[[ DATASET RECORDS, beginning ]]

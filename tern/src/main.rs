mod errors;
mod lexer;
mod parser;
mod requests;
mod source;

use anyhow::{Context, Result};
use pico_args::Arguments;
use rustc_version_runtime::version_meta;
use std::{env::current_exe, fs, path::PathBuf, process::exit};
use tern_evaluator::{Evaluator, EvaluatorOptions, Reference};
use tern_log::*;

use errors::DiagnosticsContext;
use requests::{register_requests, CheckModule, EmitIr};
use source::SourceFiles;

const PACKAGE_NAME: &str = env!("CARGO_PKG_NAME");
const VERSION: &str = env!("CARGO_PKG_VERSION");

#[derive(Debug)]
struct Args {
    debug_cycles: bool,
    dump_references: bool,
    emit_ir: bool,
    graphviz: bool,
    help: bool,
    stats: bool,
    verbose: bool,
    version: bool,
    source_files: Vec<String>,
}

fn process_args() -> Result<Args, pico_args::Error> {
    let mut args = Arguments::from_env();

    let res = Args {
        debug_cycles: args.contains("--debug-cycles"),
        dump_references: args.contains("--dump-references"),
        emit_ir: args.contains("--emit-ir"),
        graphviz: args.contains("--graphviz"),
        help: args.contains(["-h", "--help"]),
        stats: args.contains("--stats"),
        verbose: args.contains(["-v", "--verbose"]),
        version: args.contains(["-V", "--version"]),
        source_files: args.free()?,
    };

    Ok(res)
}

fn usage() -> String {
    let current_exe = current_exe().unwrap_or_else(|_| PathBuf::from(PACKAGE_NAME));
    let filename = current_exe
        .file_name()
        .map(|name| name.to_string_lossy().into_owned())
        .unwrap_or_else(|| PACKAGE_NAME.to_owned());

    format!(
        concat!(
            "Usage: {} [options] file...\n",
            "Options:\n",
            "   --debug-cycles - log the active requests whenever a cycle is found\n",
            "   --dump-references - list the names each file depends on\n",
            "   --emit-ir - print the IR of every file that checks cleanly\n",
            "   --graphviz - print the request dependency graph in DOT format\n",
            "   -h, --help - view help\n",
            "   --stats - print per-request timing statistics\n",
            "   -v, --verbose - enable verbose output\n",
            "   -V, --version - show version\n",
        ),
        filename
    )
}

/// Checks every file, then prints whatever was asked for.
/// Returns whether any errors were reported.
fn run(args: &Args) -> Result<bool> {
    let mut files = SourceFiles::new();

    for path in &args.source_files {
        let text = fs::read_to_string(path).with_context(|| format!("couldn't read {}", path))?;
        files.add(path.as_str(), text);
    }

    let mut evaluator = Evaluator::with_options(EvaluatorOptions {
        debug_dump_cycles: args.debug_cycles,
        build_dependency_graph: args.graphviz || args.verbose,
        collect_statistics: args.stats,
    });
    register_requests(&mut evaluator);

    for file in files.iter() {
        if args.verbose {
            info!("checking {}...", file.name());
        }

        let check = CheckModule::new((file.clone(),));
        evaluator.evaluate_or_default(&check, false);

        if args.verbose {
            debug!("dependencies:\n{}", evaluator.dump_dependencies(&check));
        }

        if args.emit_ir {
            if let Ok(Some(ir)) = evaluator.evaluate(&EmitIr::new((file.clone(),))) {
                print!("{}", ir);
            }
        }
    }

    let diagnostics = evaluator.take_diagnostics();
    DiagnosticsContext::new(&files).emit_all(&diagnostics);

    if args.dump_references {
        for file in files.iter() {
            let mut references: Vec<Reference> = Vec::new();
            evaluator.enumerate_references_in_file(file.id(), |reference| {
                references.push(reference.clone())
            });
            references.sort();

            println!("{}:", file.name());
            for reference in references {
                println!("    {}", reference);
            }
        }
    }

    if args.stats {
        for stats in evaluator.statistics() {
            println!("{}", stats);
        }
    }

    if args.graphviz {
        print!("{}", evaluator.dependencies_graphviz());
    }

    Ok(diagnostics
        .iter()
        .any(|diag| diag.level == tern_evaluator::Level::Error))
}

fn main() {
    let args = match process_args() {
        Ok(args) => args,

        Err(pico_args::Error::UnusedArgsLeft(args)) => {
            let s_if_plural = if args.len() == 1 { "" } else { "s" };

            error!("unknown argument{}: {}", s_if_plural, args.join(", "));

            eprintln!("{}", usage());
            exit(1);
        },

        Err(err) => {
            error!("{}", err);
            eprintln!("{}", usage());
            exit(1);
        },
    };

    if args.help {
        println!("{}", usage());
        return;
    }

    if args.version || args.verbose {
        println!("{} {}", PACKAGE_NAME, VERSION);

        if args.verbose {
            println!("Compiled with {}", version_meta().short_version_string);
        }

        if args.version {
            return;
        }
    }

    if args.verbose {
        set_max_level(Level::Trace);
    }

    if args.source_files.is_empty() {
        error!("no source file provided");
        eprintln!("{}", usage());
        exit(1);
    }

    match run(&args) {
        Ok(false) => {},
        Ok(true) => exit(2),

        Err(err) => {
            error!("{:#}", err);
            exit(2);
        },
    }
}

[[ DATASET RECORDS, end ]]

- WHAT TO DO: Each line of the entries above that includes the string "every" should be copied out.

- WRITTEN RESPONSE:
            "   --emit-ir - print the IR of every file that checks cleanly\n",
/// Checks every file, then prints whatever was asked for.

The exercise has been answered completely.